[PROBLEM STATEMENT]
Write out again each line of the material below, unchanged, from the first one to the line that holds "let command = parts.next().unwrap_or_default().to_lowercase();".

[SOURCE MATERIAL]
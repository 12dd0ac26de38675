//! Slash commands for interactive mode

mod status;
mod transcript;

pub use status::StatusCommand;
pub use transcript::TranscriptCommand;

/// Result of parsing a slash command
#[derive(Debug, Clone, PartialEq, Eq)]
pub enum CommandResult {
    /// Start a new conversation
    New,
    /// Save the transcript, optionally under a name
    Save(Option<String>),
    /// Replace the transcript with a saved one
    Load(String),
    /// List saved transcripts
    List,
    /// Delete a saved transcript
    Delete(String),
    /// Show conversation status
    Status,
    /// Show a message to the user
    Message(String),
    /// Exit the application
    Exit,
    /// Unknown command
    Unknown(String),
}

/// Parse a slash command. Returns `None` if `input` is a prompt.
pub fn parse_command(input: &str) -> Option<CommandResult> {
    let input = input.trim();
    let rest = input.strip_prefix('/')?;

    let mut parts = rest.splitn(2, ' ');
    let command = parts.next().unwrap_or_default().to_lowercase();
    let args = parts.next().map(str::trim).unwrap_or("");

    Some(match command.as_str() {
        "help" | "h" | "?" => CommandResult::Message(help_message()),

        "new" | "clear" | "c" => CommandResult::New,

        "save" | "s" => CommandResult::Save(non_empty(args)),

        "load" | "l" => match non_empty(args) {
            Some(name) => CommandResult::Load(name),
            None => CommandResult::Message("Usage: /load <name>".to_string()),
        },

        "list" | "ls" => CommandResult::List,

        "delete" | "rm" => match non_empty(args) {
            Some(name) => CommandResult::Delete(name),
            None => CommandResult::Message("Usage: /delete <name>".to_string()),
        },

        "status" => CommandResult::Status,

        "quit" | "exit" | "q" => CommandResult::Exit,

        _ => CommandResult::Unknown(command),
    })
}

fn non_empty(args: &str) -> Option<String> {
    if args.is_empty() {
        None
    } else {
        Some(args.to_string())
    }
}

fn help_message() -> String {
    r#"Available commands:
  /help, /h, /?        Show this help message
  /new, /clear, /c     Start a new conversation
  /save, /s [name]     Save the transcript (named after the current time if omitted)
  /load, /l <name>     Replace the conversation with a saved transcript
  /list, /ls           List saved transcripts, newest first
  /delete, /rm <name>  Delete a saved transcript
  /status              Show conversation and server info
  /quit, /exit, /q     Exit ember

Anything else is sent to the server as a prompt. Each prompt is answered
on its own; earlier messages are not sent along."#
        .to_string()
}

#[cfg(test)]
mod tests {
    use super::*;

    #[test]
    fn test_prompt_is_not_a_command() {
        assert_eq!(parse_command("hello there"), None);
        assert_eq!(parse_command("what is 1/2?"), None);
    }

    #[test]
    fn test_parse_commands() {
        assert_eq!(parse_command("/new"), Some(CommandResult::New));
        assert_eq!(parse_command("  /Q "), Some(CommandResult::Exit));
        assert_eq!(parse_command("/save"), Some(CommandResult::Save(None)));
        assert_eq!(
            parse_command("/save   my chat "),
            Some(CommandResult::Save(Some("my chat".into())))
        );
        assert_eq!(
            parse_command("/load math"),
            Some(CommandResult::Load("math".into()))
        );
        assert_eq!(parse_command("/ls"), Some(CommandResult::List));
        assert_eq!(
            parse_command("/rm old"),
            Some(CommandResult::Delete("old".into()))
        );
        assert_eq!(parse_command("/status"), Some(CommandResult::Status));
    }

    #[test]
    fn test_missing_arguments() {
        assert!(matches!(
            parse_command("/load"),
            Some(CommandResult::Message(m)) if m.contains("Usage")
        ));
        assert!(matches!(
            parse_command("/delete  "),
            Some(CommandResult::Message(m)) if m.contains("Usage")
        ));
    }

    #[test]
    fn test_unknown() {
        assert_eq!(
            parse_command("/frobnicate now"),
            Some(CommandResult::Unknown("frobnicate".into()))
        );
    }
}
//! Chat event types

use serde::{Deserialize, Serialize};

use crate::conversation::ExchangeId;
use crate::message::Message;

/// Events emitted by a [`Conversation`](crate::Conversation) as it changes state
#[derive(Debug, Clone, Serialize, Deserialize)]
#[serde(tag = "type", rename_all = "snake_case")]
pub enum ChatEvent {
    /// A user prompt was accepted and appended
    UserMessage {
        exchange: ExchangeId,
        message: Message,
    },

    /// The response stream is open
    StreamingStarted { exchange: ExchangeId },

    /// Live preview of the pending assistant message
    Preview {
        exchange: ExchangeId,
        fragment: String,
        content: String,
    },

    /// An assistant message was appended to the transcript
    MessageFinalized { message: Message },

    /// The exchange is over; `error` is set when it failed
    ExchangeFinished {
        exchange: ExchangeId,
        error: Option<String>,
    },

    /// Transcript and pending response were discarded
    Reset,

    /// Transcript was replaced wholesale (e.g. loaded from disk)
    TranscriptReplaced { message_count: usize },
}

impl ChatEvent {
    /// Check if this event ends an exchange
    pub fn is_terminal(&self) -> bool {
        matches!(self, ChatEvent::ExchangeFinished { .. })
    }
}
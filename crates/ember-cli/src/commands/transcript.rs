//! /save, /load, /list, /delete - transcript storage commands

use ember_chat::{Conversation, TranscriptStore};

use crate::ui;

pub struct TranscriptCommand;

impl TranscriptCommand {
    pub fn save(store: &TranscriptStore, conversation: &Conversation, name: Option<&str>) -> String {
        if conversation.messages().is_empty() {
            return "Nothing to save yet.".to_string();
        }
        match store.save(conversation.messages(), name) {
            Ok(name) => format!(
                "Saved {} messages as '{}' in {}",
                conversation.messages().len(),
                name,
                store.dir().display()
            ),
            Err(e) => format!("Error saving transcript: {}", e),
        }
    }

    pub fn load(store: &TranscriptStore, conversation: &mut Conversation, name: &str) -> String {
        let messages = match store.load(name) {
            Ok(messages) => messages,
            Err(e) => return format!("Error loading transcript: {}", e),
        };
        let count = messages.len();
        let rendered = ui::render_transcript(&messages);
        match conversation.replace_transcript(messages) {
            Ok(()) => format!("{}\nLoaded '{}' ({} messages)", rendered, name, count),
            Err(e) => format!("Error loading transcript: {}", e),
        }
    }

    pub fn list(store: &TranscriptStore) -> String {
        let summaries = match store.list() {
            Ok(summaries) => summaries,
            Err(e) => return format!("Error listing transcripts: {}", e),
        };
        if summaries.is_empty() {
            return format!("No saved transcripts in {}", store.dir().display());
        }

        let mut output = String::from("Saved transcripts\n");
        output.push_str(&"-".repeat(40));
        output.push('\n');
        for s in summaries {
            output.push_str(&format!(
                "{}  {:<24} {:>3} msgs  {}\n",
                s.last_modified_display(),
                s.name,
                s.message_count,
                s.preview
            ));
        }
        output
    }

    pub fn delete(store: &TranscriptStore, name: &str) -> String {
        match store.delete(name) {
            Ok(()) => format!("Deleted '{}'", name),
            Err(e) => format!("Error deleting transcript: {}", e),
        }
    }
}
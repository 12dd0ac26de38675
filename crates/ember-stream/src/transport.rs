//! Transport abstraction for opening a generation stream

use std::pin::Pin;
use std::time::Duration;

use async_trait::async_trait;
use futures::StreamExt;
use serde::Serialize;
use tokio_stream::Stream;

use crate::error::{Error, Result};

/// Raw response body chunks
pub type ByteStream = Pin<Box<dyn Stream<Item = Result<Vec<u8>>> + Send>>;

/// Opens one generation request and hands back its body as a byte stream
#[async_trait]
pub trait Transport: Send + Sync {
    /// Send `prompt` and return the response body once the server accepted the request
    async fn open(&self, prompt: &str) -> Result<ByteStream>;
}

#[derive(Debug, Serialize)]
struct ChatRequest<'a> {
    prompt: &'a str,
}

/// HTTP transport posting `{"prompt": ...}` to `<base_url>/chat`
#[derive(Debug, Clone)]
pub struct HttpTransport {
    client: reqwest::Client,
    base_url: reqwest::Url,
}

impl HttpTransport {
    /// Server address used when none is configured
    pub const DEFAULT_URL: &'static str = "http://localhost:8000";

    /// Create a transport for the given server address
    pub fn new(base_url: &str) -> Result<Self> {
        Self::with_client(base_url, reqwest::Client::new())
    }

    /// Create a transport whose connection attempts give up after `timeout`.
    ///
    /// Only connection establishment is bounded; a stalled response keeps streaming.
    pub fn with_connect_timeout(base_url: &str, timeout: Duration) -> Result<Self> {
        let client = reqwest::Client::builder()
            .connect_timeout(timeout)
            .build()?;
        Self::with_client(base_url, client)
    }

    fn with_client(base_url: &str, client: reqwest::Client) -> Result<Self> {
        let base_url = reqwest::Url::parse(base_url)
            .map_err(|e| Error::InvalidConfig(format!("invalid server url '{}': {}", base_url, e)))?;
        if !matches!(base_url.scheme(), "http" | "https") {
            return Err(Error::InvalidConfig(format!(
                "unsupported scheme '{}' (expected http or https)",
                base_url.scheme()
            )));
        }
        Ok(Self { client, base_url })
    }

    /// Full URL of the generation endpoint
    pub fn endpoint(&self) -> String {
        format!("{}/chat", self.base_url.as_str().trim_end_matches('/'))
    }
}

#[async_trait]
impl Transport for HttpTransport {
    async fn open(&self, prompt: &str) -> Result<ByteStream> {
        let url = self.endpoint();
        tracing::debug!("POST {} ({} chars)", url, prompt.chars().count());

        let response = self
            .client
            .post(&url)
            .header(reqwest::header::ACCEPT, "text/event-stream")
            .json(&ChatRequest { prompt })
            .send()
            .await?;

        let status = response.status();
        if !status.is_success() {
            let body = response.text().await.unwrap_or_default();
            return Err(Error::status(status.as_u16(), body));
        }

        let body = response
            .bytes_stream()
            .map(|chunk| chunk.map(|bytes| bytes.to_vec()).map_err(Error::from));
        Ok(Box::pin(body))
    }
}
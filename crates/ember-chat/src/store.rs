//! Saving and loading transcripts as JSON documents

use std::fs;
use std::io::ErrorKind;
use std::path::{Path, PathBuf};

use chrono::{DateTime, Utc};

use crate::error::{Error, Result};
use crate::message::Message;

/// File extension of stored transcripts
pub const EXTENSION: &str = "json";

const PREVIEW_CHARS: usize = 60;

/// Listing entry for a stored transcript
#[derive(Debug, Clone, PartialEq)]
pub struct SavedTranscriptSummary {
    pub name: String,
    pub last_modified: DateTime<Utc>,
    pub message_count: usize,
    pub preview: String,
}

impl SavedTranscriptSummary {
    /// Format the modification time for display
    pub fn last_modified_display(&self) -> String {
        self.last_modified
            .with_timezone(&chrono::Local)
            .format("%Y-%m-%d %H:%M")
            .to_string()
    }
}

/// Transcript documents stored in one directory.
///
/// Writers do not coordinate: saving under an existing name overwrites it.
#[derive(Debug, Clone)]
pub struct TranscriptStore {
    dir: PathBuf,
}

impl TranscriptStore {
    pub fn new(dir: impl Into<PathBuf>) -> Self {
        Self { dir: dir.into() }
    }

    pub fn dir(&self) -> &Path {
        &self.dir
    }

    /// Save a transcript, naming it after the current time when no name is given.
    /// Returns the name it was stored under.
    pub fn save(&self, transcript: &[Message], name: Option<&str>) -> Result<String> {
        self.save_at(transcript, name, Utc::now())
    }

    /// Like [`save`](Self::save), with the timestamp used for default naming supplied
    pub fn save_at(
        &self,
        transcript: &[Message],
        name: Option<&str>,
        now: DateTime<Utc>,
    ) -> Result<String> {
        let name = match name {
            Some(name) => validate_name(name)?,
            None => default_name(now),
        };

        fs::create_dir_all(&self.dir)?;
        let content = serde_json::to_string_pretty(transcript)?;
        fs::write(self.path_for(&name), content)?;

        tracing::debug!("Saved {} messages as '{}'", transcript.len(), name);
        Ok(name)
    }

    /// Load a stored transcript
    pub fn load(&self, name: &str) -> Result<Vec<Message>> {
        let name = validate_name(name)?;
        let content = match fs::read_to_string(self.path_for(&name)) {
            Ok(content) => content,
            Err(e) if e.kind() == ErrorKind::NotFound => return Err(Error::NotFound(name)),
            Err(e) => return Err(e.into()),
        };
        parse_document(&content).map_err(|e| Error::CorruptData {
            name,
            reason: e.to_string(),
        })
    }

    /// List stored transcripts, most recently modified first.
    ///
    /// Unreadable entries and documents that fail to parse are skipped.
    pub fn list(&self) -> Result<Vec<SavedTranscriptSummary>> {
        if !self.dir.exists() {
            return Ok(vec![]);
        }

        let entries = fs::read_dir(&self.dir)?.map(|entry| entry.map(|e| e.path()));
        Ok(summarize(entries))
    }

    /// Delete a stored transcript
    pub fn delete(&self, name: &str) -> Result<()> {
        let name = validate_name(name)?;
        match fs::remove_file(self.path_for(&name)) {
            Ok(()) => Ok(()),
            Err(e) if e.kind() == ErrorKind::NotFound => Err(Error::NotFound(name)),
            Err(e) => Err(e.into()),
        }
    }

    fn path_for(&self, name: &str) -> PathBuf {
        self.dir.join(format!("{}.{}", name, EXTENSION))
    }
}

/// Summaries of the transcript files among `entries`, most recent first.
/// Entries that cannot be read or parsed are skipped with a warning.
fn summarize(
    entries: impl IntoIterator<Item = std::io::Result<PathBuf>>,
) -> Vec<SavedTranscriptSummary> {
    let mut summaries = Vec::new();
    for entry in entries {
        let path = match entry {
            Ok(path) => path,
            Err(e) => {
                tracing::warn!("Skipping unreadable directory entry: {}", e);
                continue;
            }
        };
        if path.extension().and_then(|s| s.to_str()) != Some(EXTENSION) {
            continue;
        }
        match read_summary(&path) {
            Ok(summary) => summaries.push(summary),
            Err(e) => tracing::warn!("Skipping transcript {}: {}", path.display(), e),
        }
    }

    summaries.sort_by(|a, b| {
        b.last_modified
            .cmp(&a.last_modified)
            .then_with(|| a.name.cmp(&b.name))
    });
    summaries
}

fn parse_document(content: &str) -> serde_json::Result<Vec<Message>> {
    serde_json::from_str(content)
}

fn read_summary(path: &Path) -> Result<SavedTranscriptSummary> {
    let name = path
        .file_stem()
        .and_then(|s| s.to_str())
        .ok_or_else(|| Error::InvalidName(path.display().to_string()))?
        .to_string();
    let last_modified: DateTime<Utc> = fs::metadata(path)?.modified()?.into();
    let content = fs::read_to_string(path)?;
    let messages = parse_document(&content).map_err(|e| Error::CorruptData {
        name: name.clone(),
        reason: e.to_string(),
    })?;

    Ok(SavedTranscriptSummary {
        name,
        last_modified,
        message_count: messages.len(),
        preview: preview(&messages),
    })
}

/// First user prompt (or first message), flattened to one line and shortened
fn preview(messages: &[Message]) -> String {
    let Some(message) = messages
        .iter()
        .find(|m| m.is_user())
        .or_else(|| messages.first())
    else {
        return String::new();
    };
    let flat = message.content.split_whitespace().collect::<Vec<_>>().join(" ");
    let mut chars = flat.chars();
    let truncated: String = chars.by_ref().take(PREVIEW_CHARS).collect();
    if chars.next().is_some() {
        format!("{}...", truncated)
    } else {
        truncated
    }
}

/// Name used when saving without one
pub fn default_name(now: DateTime<Utc>) -> String {
    now.format("chat-%Y%m%d-%H%M%S").to_string()
}

fn validate_name(name: &str) -> Result<String> {
    let name = name.trim();
    let name = name
        .strip_suffix(&format!(".{}", EXTENSION))
        .unwrap_or(name);
    let invalid = name.is_empty()
        || name.starts_with('.')
        || name.chars().any(|c| matches!(c, '/' | '\\' | '\0') || c.is_control());
    if invalid {
        return Err(Error::InvalidName(name.to_string()));
    }
    Ok(name.to_string())
}
//! Error types for ember-chat

use thiserror::Error;

use crate::conversation::ChatState;

/// Result type alias using ember-chat Error
pub type Result<T> = std::result::Result<T, Error>;

/// Errors that can occur during chat operations
#[derive(Error, Debug)]
pub enum Error {
    /// An error from the streaming layer
    #[error(transparent)]
    Stream(#[from] ember_stream::Error),

    /// Operation not allowed in the current state
    #[error("Cannot {operation} while {state}")]
    RejectedState {
        operation: &'static str,
        state: ChatState,
    },

    /// Prompt was empty or whitespace only
    #[error("Prompt is empty")]
    EmptyPrompt,

    /// A signal arrived for an exchange that is no longer current
    #[error("Exchange {0} is no longer active")]
    StaleExchange(crate::conversation::ExchangeId),

    /// A stored transcript could not be parsed
    #[error("Corrupt transcript '{name}': {reason}")]
    CorruptData { name: String, reason: String },

    /// No transcript with this name
    #[error("Transcript not found: {0}")]
    NotFound(String),

    /// Transcript name unusable as a file name
    #[error("Invalid transcript name '{0}'")]
    InvalidName(String),

    /// Filesystem failure
    #[error("I/O error: {0}")]
    Io(#[from] std::io::Error),

    /// Serialization failure while saving
    #[error("JSON error: {0}")]
    Json(#[from] serde_json::Error),
}

impl Error {
    /// Whether this error is a caller mistake rather than an environmental failure
    pub fn is_usage_error(&self) -> bool {
        matches!(
            self,
            Error::RejectedState { .. }
                | Error::EmptyPrompt
                | Error::StaleExchange(_)
                | Error::InvalidName(_)
        )
    }
}
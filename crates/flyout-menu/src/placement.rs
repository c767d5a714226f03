#![forbid(unsafe_code)]

//! Anchored, collision-aware positioning of floating surfaces.
//!
//! [`resolve`] places a surface of a measured [`Size`] against an anchor
//! rectangle inside a viewport:
//!
//! 1. Put it on the preferred [`Side`] at `side_offset` from the anchor.
//! 2. If it does not fit on that side, try the opposite side.
//! 3. If neither fits, keep whichever side has more room (ties keep the
//!    preferred side).
//! 4. Align it on the cross axis ([`Align`] plus `align_offset`).
//! 5. Clamp both axes into the viewport inset by `collision_padding` on
//!    every side. Padding that leaves no room is ignored.
//!
//! The result is always a usable position; [`PositionResult::fits`] reports
//! when the surface is larger than the viewport and had to be cut off.
//!
//! # Example
//!
//! ```
//! use flyout_menu::placement::{resolve, Placement, Side};
//! use flyout_menu::{Rect, Size};
//!
//! let viewport = Rect::from_size(80, 24);
//! let trigger = Rect::new(70, 22, 10, 1);
//! let pos = resolve(trigger, Size::new(20, 6), &Placement::below(), viewport);
//!
//! assert_eq!(pos.side, Side::Top);
//! assert!(pos.flipped);
//! assert_eq!(pos.x, 60);
//! ```

use flyout_core::{Point, Rect, Sides, Size};

/// Side of the anchor the surface is placed on.
#[derive(Debug, Clone, Copy, PartialEq, Eq, Hash, Default)]
#[cfg_attr(feature = "config", derive(serde::Serialize, serde::Deserialize))]
#[cfg_attr(feature = "config", serde(rename_all = "lowercase"))]
pub enum Side {
    Top,
    #[default]
    Bottom,
    Left,
    Right,
}

impl Side {
    /// The opposite side.
    #[must_use]
    pub const fn flip(self) -> Self {
        match self {
            Self::Top => Self::Bottom,
            Self::Bottom => Self::Top,
            Self::Left => Self::Right,
            Self::Right => Self::Left,
        }
    }

    /// Whether the surface stacks above or below the anchor.
    #[must_use]
    pub const fn is_vertical(self) -> bool {
        matches!(self, Self::Top | Self::Bottom)
    }
}

/// Cross-axis alignment relative to the anchor.
#[derive(Debug, Clone, Copy, PartialEq, Eq, Hash, Default)]
#[cfg_attr(feature = "config", derive(serde::Serialize, serde::Deserialize))]
#[cfg_attr(feature = "config", serde(rename_all = "lowercase"))]
pub enum Align {
    #[default]
    Start,
    Center,
    End,
}

/// Placement preferences for one level.
#[derive(Debug, Clone, Copy, PartialEq, Eq)]
#[cfg_attr(feature = "config", derive(serde::Serialize, serde::Deserialize))]
#[cfg_attr(feature = "config", serde(default))]
pub struct Placement {
    /// Preferred side of the anchor.
    pub side: Side,
    /// Cross-axis alignment.
    pub align: Align,
    /// Gap between anchor and surface along the placement axis.
    pub side_offset: u16,
    /// Shift along the cross axis, away from the aligned edge.
    pub align_offset: i16,
    /// Margin kept clear along the viewport edges.
    pub collision_padding: u16,
    /// Flip and clamp to stay inside the viewport.
    pub avoid_collisions: bool,
}

impl Default for Placement {
    fn default() -> Self {
        Self {
            side: Side::Bottom,
            align: Align::Start,
            side_offset: 0,
            align_offset: 0,
            collision_padding: 0,
            avoid_collisions: true,
        }
    }
}

impl Placement {
    /// Root menu default: below the trigger, start-aligned, 4 units away.
    #[must_use]
    pub fn below() -> Self {
        Self {
            side_offset: 4,
            ..Self::default()
        }
    }

    /// Submenu default: beside the trigger item, top edges aligned.
    #[must_use]
    pub fn beside(side: Side) -> Self {
        Self {
            side,
            ..Self::default()
        }
    }

    #[must_use]
    pub fn with_side(mut self, side: Side) -> Self {
        self.side = side;
        self
    }

    #[must_use]
    pub fn with_align(mut self, align: Align) -> Self {
        self.align = align;
        self
    }

    #[must_use]
    pub fn with_side_offset(mut self, offset: u16) -> Self {
        self.side_offset = offset;
        self
    }

    #[must_use]
    pub fn with_align_offset(mut self, offset: i16) -> Self {
        self.align_offset = offset;
        self
    }

    #[must_use]
    pub fn with_collision_padding(mut self, padding: u16) -> Self {
        self.collision_padding = padding;
        self
    }

    #[must_use]
    pub fn with_avoid_collisions(mut self, avoid: bool) -> Self {
        self.avoid_collisions = avoid;
        self
    }

    /// Mirror the horizontal side for right-to-left layouts.
    #[must_use]
    pub fn mirrored(mut self) -> Self {
        if !self.side.is_vertical() {
            self.side = self.side.flip();
        }
        self
    }
}

/// Resolved position of a floating surface.
#[derive(Debug, Clone, Copy, PartialEq, Eq)]
pub struct PositionResult {
    pub x: u16,
    pub y: u16,
    /// The side actually used.
    pub side: Side,
    /// The side differs from the preferred one.
    pub flipped: bool,
    /// At least one axis was pulled back inside the viewport.
    pub clamped: bool,
    /// The surface lies entirely inside the viewport.
    pub fits: bool,
}

impl PositionResult {
    #[must_use]
    pub const fn origin(&self) -> Point {
        Point::new(self.x, self.y)
    }

    /// Surface bounds for a surface of `size`.
    #[must_use]
    pub const fn rect(&self, size: Size) -> Rect {
        Rect::at(self.origin(), size)
    }
}

/// Bounds in signed space so surfaces can be computed past the edges.
#[derive(Debug, Clone, Copy)]
struct Area {
    left: i32,
    top: i32,
    right: i32,
    bottom: i32,
}

impl From<Rect> for Area {
    fn from(r: Rect) -> Self {
        Self {
            left: i32::from(r.x),
            top: i32::from(r.y),
            right: i32::from(r.x) + i32::from(r.width),
            bottom: i32::from(r.y) + i32::from(r.height),
        }
    }
}

/// Compute where a surface of `size` goes relative to `anchor`.
#[must_use]
pub fn resolve(anchor: Rect, size: Size, placement: &Placement, viewport: Rect) -> PositionResult {
    let anchor_area = Area::from(anchor);
    let full = Area::from(viewport);
    let padded = viewport.inner(Sides::all(placement.collision_padding));
    let bounds = if padded.is_empty() {
        full
    } else {
        Area::from(padded)
    };
    let offset = i32::from(placement.side_offset);

    let side = if placement.avoid_collisions {
        choose_side(placement.side, anchor_area, size, offset, bounds)
    } else {
        placement.side
    };

    let (mut x, mut y) = main_axis(side, anchor_area, size, offset);
    let cross = cross_axis(side, placement, anchor_area, size);
    if side.is_vertical() {
        x = cross;
    } else {
        y = cross;
    }

    let width = i32::from(size.width);
    let height = i32::from(size.height);
    let mut clamped = false;
    if placement.avoid_collisions {
        let cx = clamp_axis(x, width, bounds.left, bounds.right, full.left, full.right);
        let cy = clamp_axis(y, height, bounds.top, bounds.bottom, full.top, full.bottom);
        clamped = cx != x || cy != y;
        x = cx;
        y = cy;
    }

    let fits = x >= full.left && y >= full.top && x + width <= full.right && y + height <= full.bottom;
    let result = PositionResult {
        x: to_coord(x),
        y: to_coord(y),
        side,
        flipped: side != placement.side,
        clamped,
        fits,
    };

    #[cfg(feature = "tracing")]
    if result.flipped || result.clamped || !result.fits {
        tracing::debug!(
            message = "menu.placement",
            preferred = ?placement.side,
            side = ?result.side,
            flipped = result.flipped,
            clamped = result.clamped,
            fits = result.fits,
            x = result.x,
            y = result.y
        );
    }

    result
}

fn choose_side(preferred: Side, anchor: Area, size: Size, offset: i32, bounds: Area) -> Side {
    let needed = needed_space(preferred, size);
    let available = available_space(preferred, anchor, offset, bounds);
    if available >= needed {
        return preferred;
    }

    let flipped = preferred.flip();
    let flipped_available = available_space(flipped, anchor, offset, bounds);
    if flipped_available >= needed {
        return flipped;
    }

    if flipped_available > available {
        flipped
    } else {
        preferred
    }
}

fn needed_space(side: Side, size: Size) -> i32 {
    if side.is_vertical() {
        i32::from(size.height)
    } else {
        i32::from(size.width)
    }
}

fn available_space(side: Side, anchor: Area, offset: i32, bounds: Area) -> i32 {
    match side {
        Side::Bottom => bounds.bottom - anchor.bottom - offset,
        Side::Top => anchor.top - offset - bounds.top,
        Side::Right => bounds.right - anchor.right - offset,
        Side::Left => anchor.left - offset - bounds.left,
    }
}

fn main_axis(side: Side, anchor: Area, size: Size, offset: i32) -> (i32, i32) {
    let width = i32::from(size.width);
    let height = i32::from(size.height);
    match side {
        Side::Bottom => (anchor.left, anchor.bottom + offset),
        Side::Top => (anchor.left, anchor.top - offset - height),
        Side::Right => (anchor.right + offset, anchor.top),
        Side::Left => (anchor.left - offset - width, anchor.top),
    }
}

fn cross_axis(side: Side, placement: &Placement, anchor: Area, size: Size) -> i32 {
    let (start, end, extent) = if side.is_vertical() {
        (anchor.left, anchor.right, i32::from(size.width))
    } else {
        (anchor.top, anchor.bottom, i32::from(size.height))
    };
    let shift = i32::from(placement.align_offset);
    match placement.align {
        Align::Start => start + shift,
        Align::Center => start + (end - start - extent) / 2 + shift,
        Align::End => end - extent - shift,
    }
}

/// Clamp a span into `[lo, hi)`, falling back to the unpadded viewport when
/// the padded range is too small, and pinning to the leading edge when even
/// that is too small.
fn clamp_axis(pos: i32, extent: i32, lo: i32, hi: i32, full_lo: i32, full_hi: i32) -> i32 {
    if hi - lo >= extent {
        pos.clamp(lo, hi - extent)
    } else if full_hi - full_lo >= extent {
        pos.clamp(full_lo, full_hi - extent)
    } else {
        full_lo
    }
}

fn to_coord(v: i32) -> u16 {
    u16::try_from(v.max(0)).unwrap_or(u16::MAX)
}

[SOLVED EXERCISE]
repository 12dd0ac26de38675
//! Slash commands for interactive mode

mod status;
mod transcript;

pub use status::StatusCommand;
pub use transcript::TranscriptCommand;

/// Result of parsing a slash command
#[derive(Debug, Clone, PartialEq, Eq)]
pub enum CommandResult {
    /// Start a new conversation
    New,
    /// Save the transcript, optionally under a name
    Save(Option<String>),
    /// Replace the transcript with a saved one
    Load(String),
    /// List saved transcripts
    List,
    /// Delete a saved transcript
    Delete(String),
    /// Show conversation status
    Status,
    /// Show a message to the user
    Message(String),
    /// Exit the application
    Exit,
    /// Unknown command
    Unknown(String),
}

/// Parse a slash command. Returns `None` if `input` is a prompt.
pub fn parse_command(input: &str) -> Option<CommandResult> {
    let input = input.trim();
    let rest = input.strip_prefix('/')?;

    let mut parts = rest.splitn(2, ' ');
    let command = parts.next().unwrap_or_default().to_lowercase();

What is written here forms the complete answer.